Mairo’s treatment lasted for 18 months and in that period, she lost her job at a private pension company. She had risen to an assistant director after working with them for eight years, yet the company had written her a curt, yet polite letter stating chronic ill-health as a reason to let her go. She moved back in with her parents and her mother took over her care. Slowly, she was weaned off her medication and the real test of waiting began.
A person is only said to be completely cancer-free when he or she has no signs and symptoms and no microscopic evidence of cancer for five years and above. Even with this definition, some cancer cells are able to exist and manifest up to eight years later. During her years of waiting, Mairo told me of the confusion she felt- what next? Should she return to her husband? Should she look for another job? Was it worth the trouble? What if the cancer returned? Could she endure another round of treatment? Was she not better off dead? Her family, she recalled, were her greatest source of strength.

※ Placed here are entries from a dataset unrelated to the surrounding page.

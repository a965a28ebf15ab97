//! Background Tasks Module
//!
//! Contains the tasks that move cache snapshots to and from a blob store.
//!
//! # Tasks
//! - Remote persistence: snapshots the cache at a configured interval and
//!   uploads it
//! - Cold start: `Cache::from_remote` restores a cache from the latest upload

mod persist;

pub use persist::{persist_once, spawn_persist_task, PersistConfig};
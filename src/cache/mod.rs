//! Cache Module
//!
//! Provides the in-memory entry store with lazy TTL expiration, encrypted
//! string operations and snapshot save/load.

mod crypt;
mod entry;
mod persistence;
mod store;
mod value;

#[cfg(test)]
mod property_tests;

// Re-export public types
pub use entry::{CacheEntry, UNBOUNDED_TTL_SECS};
pub use store::{Cache, CacheOptions};
pub use value::{Payload, Value};
//! Payload Type Registry
//!
//! Tracks which record types a snapshot codec is allowed to encode and decode.

use std::collections::HashSet;

use crate::cache::Payload;

// == Type Registry ==
/// Set of registered [`Payload::TYPE_NAME`]s.
///
/// Built-in value variants need no registration; only `Value::Record`
/// payloads are checked against the registry.
#[derive(Debug, Clone, Default)]
pub struct TypeRegistry {
    names: HashSet<String>,
}

impl TypeRegistry {
    pub fn new() -> Self {
        Self::default()
    }

    /// Registers a payload type. Returns false if it was already registered.
    pub fn register<T: Payload>(&mut self) -> bool {
        self.names.insert(T::TYPE_NAME.to_string())
    }

    /// Builder-style variant of [`TypeRegistry::register`].
    pub fn with<T: Payload>(mut self) -> Self {
        self.register::<T>();
        self
    }

    pub fn contains(&self, type_name: &str) -> bool {
        self.names.contains(type_name)
    }

    pub fn len(&self) -> usize {
        self.names.len()
    }

    pub fn is_empty(&self) -> bool {
        self.names.is_empty()
    }
}
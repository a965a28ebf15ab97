//! Crypto Codec
//!
//! AES-256-CBC encryption of string payloads. Ciphertext is PKCS#7 padded and
//! base64 encoded so it can be stored as a plain string value.

use std::fmt;

use aes::Aes256;
use base64::{engine::general_purpose::STANDARD as BASE64, Engine};
use cbc::cipher::{block_padding::Pkcs7, BlockDecryptMut, BlockEncryptMut, KeyIvInit};
use tracing::warn;

use crate::error::{CacheError, Result};

type Aes256CbcEnc = cbc::Encryptor<Aes256>;
type Aes256CbcDec = cbc::Decryptor<Aes256>;

/// Required cipher key length in bytes.
pub const KEY_LEN: usize = 32;
/// Required initialization vector length in bytes.
pub const IV_LEN: usize = 16;
/// AES block size in bytes.
pub const BLOCK_SIZE: usize = 16;

// == Crypto Codec ==
/// Fixed key/IV cipher state, held for the lifetime of a cache.
#[derive(Clone)]
pub struct CryptoCodec {
    key: [u8; KEY_LEN],
    iv: [u8; IV_LEN],
}

impl fmt::Debug for CryptoCodec {
    fn fmt(&self, f: &mut fmt::Formatter<'_>) -> fmt::Result {
        f.debug_struct("CryptoCodec").finish_non_exhaustive()
    }
}

impl CryptoCodec {
    // == Constructor ==
    /// Creates a codec from a 32-byte key and a 16-byte IV.
    pub fn new(key: &[u8], iv: &[u8]) -> Result<Self> {
        let key: [u8; KEY_LEN] = key.try_into().map_err(|_| {
            CacheError::Configuration(format!(
                "AES cipher key must be {} bytes, got {}",
                KEY_LEN,
                key.len()
            ))
        })?;
        let iv: [u8; IV_LEN] = iv.try_into().map_err(|_| {
            CacheError::Configuration(format!(
                "AES cipher IV must be {} bytes, got {}",
                IV_LEN,
                iv.len()
            ))
        })?;

        Ok(Self { key, iv })
    }

    /// Builds a codec only when both key and IV are supplied.
    ///
    /// A missing key or IV disables encryption; a supplied pair with the wrong
    /// lengths is a configuration error.
    pub fn from_parts(key: Option<&[u8]>, iv: Option<&[u8]>) -> Result<Option<Self>> {
        match (key, iv) {
            (Some(key), Some(iv)) => Self::new(key, iv).map(Some),
            (None, None) => Ok(None),
            _ => {
                warn!("Only one of cipher key and IV is set, encryption disabled");
                Ok(None)
            }
        }
    }

    // == Encrypt ==
    /// Pads, encrypts and base64-encodes a plaintext string.
    pub fn encrypt(&self, plaintext: &str) -> String {
        let ciphertext = Aes256CbcEnc::new(&self.key.into(), &self.iv.into())
            .encrypt_padded_vec_mut::<Pkcs7>(plaintext.as_bytes());
        BASE64.encode(ciphertext)
    }

    // == Decrypt ==
    /// Reverses [`CryptoCodec::encrypt`].
    ///
    /// The padding is validated before it is stripped: the pad value must be
    /// within `1..=BLOCK_SIZE` and every pad byte must carry it. Anything else
    /// fails with `InvalidCiphertext`.
    pub fn decrypt(&self, encoded: &str) -> Result<String> {
        let ciphertext = BASE64
            .decode(encoded)
            .map_err(|e| CacheError::InvalidCiphertext(format!("base64 decode failed: {}", e)))?;

        if ciphertext.is_empty() || ciphertext.len() % BLOCK_SIZE != 0 {
            return Err(CacheError::InvalidCiphertext(format!(
                "ciphertext length {} is not a positive multiple of {}",
                ciphertext.len(),
                BLOCK_SIZE
            )));
        }

        let plaintext = Aes256CbcDec::new(&self.key.into(), &self.iv.into())
            .decrypt_padded_vec_mut::<Pkcs7>(&ciphertext)
            .map_err(|_| CacheError::InvalidCiphertext("invalid padding".to_string()))?;

        String::from_utf8(plaintext)
            .map_err(|_| CacheError::InvalidCiphertext("plaintext is not UTF-8".to_string()))
    }
}
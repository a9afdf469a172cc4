// src/dag/state.rs

//! Per-run task state and the transition bookkeeping shared by the
//! scheduler entry points.

use std::collections::HashMap;

use tracing::{debug, info, warn};

use crate::dag::graph::TaskSet;
use crate::dag::task::{DepPolicy, ScheduledTask, TaskId};

/// State of a task within the current run (internal).
#[derive(Debug, Clone, Copy, PartialEq, Eq)]
pub enum RunState {
    /// In the dependency closure, waiting on dependencies.
    Pending,
    /// Dispatched to the executor.
    Running,
    /// Ran and completed successfully.
    DoneSuccess,
    /// Ran and failed (process exit, missing input, contract violation).
    DoneFailed,
    /// Never ran: an upstream dependency failed.
    FailedUpstream,
    /// Never ran: all output targets were already satisfied at traversal
    /// time (idempotent skip).
    SkippedUpToDate,
}

impl RunState {
    pub fn is_terminal(self) -> bool {
        !matches!(self, RunState::Pending | RunState::Running)
    }

    /// Terminal and counts as a satisfied dependency.
    pub fn is_success(self) -> bool {
        matches!(self, RunState::DoneSuccess | RunState::SkippedUpToDate)
    }
}

/// Public, read-only view of a task's state.
///
/// Exposed for tests and diagnostics; `NotReached` covers tasks outside
/// the dependency closure of the chosen roots.
#[derive(Debug, Clone, Copy, PartialEq, Eq)]
pub enum TaskState {
    NotReached,
    Pending,
    Running,
    DoneSuccess,
    DoneFailed,
    FailedUpstream,
    SkippedUpToDate,
}

impl From<Option<RunState>> for TaskState {
    fn from(state: Option<RunState>) -> Self {
        match state {
            None => TaskState::NotReached,
            Some(RunState::Pending) => TaskState::Pending,
            Some(RunState::Running) => TaskState::Running,
            Some(RunState::DoneSuccess) => TaskState::DoneSuccess,
            Some(RunState::DoneFailed) => TaskState::DoneFailed,
            Some(RunState::FailedUpstream) => TaskState::FailedUpstream,
            Some(RunState::SkippedUpToDate) => TaskState::SkippedUpToDate,
        }
    }
}

/// Manages state transitions over the reachable task map.
pub struct StateManager<'a> {
    set: &'a TaskSet,
    states: &'a mut HashMap<TaskId, RunState>,
}

impl<'a> StateManager<'a> {
    pub fn new(set: &'a TaskSet, states: &'a mut HashMap<TaskId, RunState>) -> Self {
        Self { set, states }
    }

    /// Whether the dependencies of `id` are satisfied under its policy.
    pub fn deps_satisfied(&self, id: &str) -> bool {
        let Some(task) = self.set.get(id) else {
            return false;
        };

        task.deps.iter().all(|dep| {
            let state = match self.states.get(dep) {
                Some(s) => *s,
                None => {
                    // Every dependency of a reachable task is itself
                    // reachable; a miss here means the closure is broken.
                    warn!(task = %id, dep = %dep, "dependency missing from run state map");
                    return false;
                }
            };

            match task.dep_policy {
                DepPolicy::AllSucceeded => state.is_success(),
                DepPolicy::AllTerminal => state.is_terminal(),
            }
        })
    }

    /// Collect `Pending` tasks whose dependencies are satisfied, mark them
    /// `Running`, and return them as [`ScheduledTask`]s.
    pub fn collect_new_ready_tasks(&mut self) -> Vec<ScheduledTask> {
        // Decide first, then mutate to avoid borrowing issues.
        let mut candidates: Vec<TaskId> = self
            .states
            .iter()
            .filter_map(|(id, state)| {
                if matches!(state, RunState::Pending) && self.deps_satisfied(id) {
                    Some(id.clone())
                } else {
                    None
                }
            })
            .collect();
        candidates.sort();

        let mut ready = Vec::new();
        for id in candidates {
            let Some(task) = self.set.get(&id) else {
                continue;
            };

            let succeeded_deps: Vec<TaskId> = task
                .deps
                .iter()
                .filter(|dep| {
                    self.states
                        .get(dep.as_str())
                        .is_some_and(|s| s.is_success())
                })
                .cloned()
                .collect();

            info!(task = %id, "dependencies satisfied; dispatching");
            self.states.insert(id.clone(), RunState::Running);
            ready.push(ScheduledTask::from_task(task, succeeded_deps));
        }

        ready
    }

    /// Mark all transitive dependents of a failed task as `FailedUpstream`
    /// without running them.
    ///
    /// Dependents with [`DepPolicy::AllTerminal`] are left `Pending`; they
    /// become runnable once all their dependencies are terminal.
    ///
    /// Returns the tasks newly marked as failed (excluding the root).
    pub fn mark_dependents_failed(&mut self, failed_task: &str) -> Vec<TaskId> {
        let mut stack: Vec<TaskId> = self.set.dependents_of(failed_task).to_vec();
        let mut newly_failed = Vec::new();

        while let Some(id) = stack.pop() {
            let Some(task) = self.set.get(&id) else {
                continue;
            };
            if task.dep_policy == DepPolicy::AllTerminal {
                continue;
            }

            match self.states.get(&id) {
                Some(RunState::Pending) => {
                    debug!(
                        task = %id,
                        upstream = %failed_task,
                        "marking dependent as failed due to upstream failure"
                    );
                    self.states.insert(id.clone(), RunState::FailedUpstream);
                    stack.extend(self.set.dependents_of(&id).iter().cloned());
                    newly_failed.push(id);
                }
                // Already terminal, already running, or not reachable from
                // the roots of this run.
                _ => {}
            }
        }

        newly_failed.sort();
        newly_failed
    }
}
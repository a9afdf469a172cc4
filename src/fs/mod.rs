// src/fs/mod.rs

//! Filesystem abstraction used for target-satisfaction checks and
//! aggregation IO.
//!
//! The scheduler decides whether a task is already complete by asking the
//! filesystem whether its output targets exist. Routing those checks (and
//! the aggregator's reads/writes) through a trait lets tests swap in
//! [`mock::MockFileSystem`] and exercise idempotent-skip behaviour without
//! touching disk.

use std::fmt::Debug;
use std::fs;
use std::io::Write;
use std::path::{Path, PathBuf};

use anyhow::{Context, Result};

pub mod mock;

pub use mock::MockFileSystem;

/// Abstract filesystem interface.
pub trait FileSystem: Send + Sync + Debug {
    fn read_to_string(&self, path: &Path) -> Result<String>;
    fn write(&self, path: &Path, contents: &[u8]) -> Result<()>;
    fn exists(&self, path: &Path) -> bool;
    fn is_dir(&self, path: &Path) -> bool;
    fn create_dir_all(&self, path: &Path) -> Result<()>;

    /// Return the entries of a directory as full paths.
    fn read_dir(&self, path: &Path) -> Result<Vec<PathBuf>>;

    fn rename(&self, from: &Path, to: &Path) -> Result<()>;
}

/// Sibling scratch path for write-then-rename publication.
///
/// Crate-written artifacts (lane merges, summary tables) go to this path
/// first and are renamed onto the target once complete, so an interrupted
/// write never satisfies the target.
pub fn scratch_path(target: &Path) -> PathBuf {
    let mut name = target
        .file_name()
        .map(|n| n.to_os_string())
        .unwrap_or_default();
    name.push(".tmp");
    target.with_file_name(name)
}

/// Implementation that uses `std::fs`.
#[derive(Debug, Clone, Default)]
pub struct RealFileSystem;

impl FileSystem for RealFileSystem {
    fn read_to_string(&self, path: &Path) -> Result<String> {
        fs::read_to_string(path).with_context(|| format!("reading file {:?}", path))
    }

    fn write(&self, path: &Path, contents: &[u8]) -> Result<()> {
        if let Some(parent) = path.parent() {
            fs::create_dir_all(parent).with_context(|| format!("creating dir {:?}", parent))?;
        }
        let mut file =
            fs::File::create(path).with_context(|| format!("creating file {:?}", path))?;
        file.write_all(contents)
            .with_context(|| format!("writing to file {:?}", path))?;
        Ok(())
    }

    fn exists(&self, path: &Path) -> bool {
        path.exists()
    }

    fn is_dir(&self, path: &Path) -> bool {
        path.is_dir()
    }

    fn create_dir_all(&self, path: &Path) -> Result<()> {
        fs::create_dir_all(path).with_context(|| format!("creating dir {:?}", path))
    }

    fn read_dir(&self, path: &Path) -> Result<Vec<PathBuf>> {
        let mut entries = Vec::new();
        for entry in fs::read_dir(path).with_context(|| format!("reading dir {:?}", path))? {
            let entry = entry?;
            entries.push(entry.path());
        }
        Ok(entries)
    }

    fn rename(&self, from: &Path, to: &Path) -> Result<()> {
        fs::rename(from, to).with_context(|| format!("renaming {:?} to {:?}", from, to))
    }
}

Six years after she was first diagnosed, her doctor dared to pronounce her cancer-free. Mairo told me she made sujud shukr right there in the consulting room. She went home, locked herself in the bathroom and cried tears of relief and sadness. Relief, that the wait was over and a pand of overwhelming sadness at the idea that she had survived. She had joined an online support group over the years and many of her friends had succumbed to metastatic breast cancer. Survivor’s guilt, I realised, truly does exist.
Today, Mairo is cancer-free, and has returned to living her life, as best as she can. But what about those who can’t? What about those who are still battling with this disease? What about people who have lost loved ones? What about those who can’t afford treatment? What do we do?
It’s therefore important to arm ourselves with knowledge and be our own advocates. After all, we have only one life to live.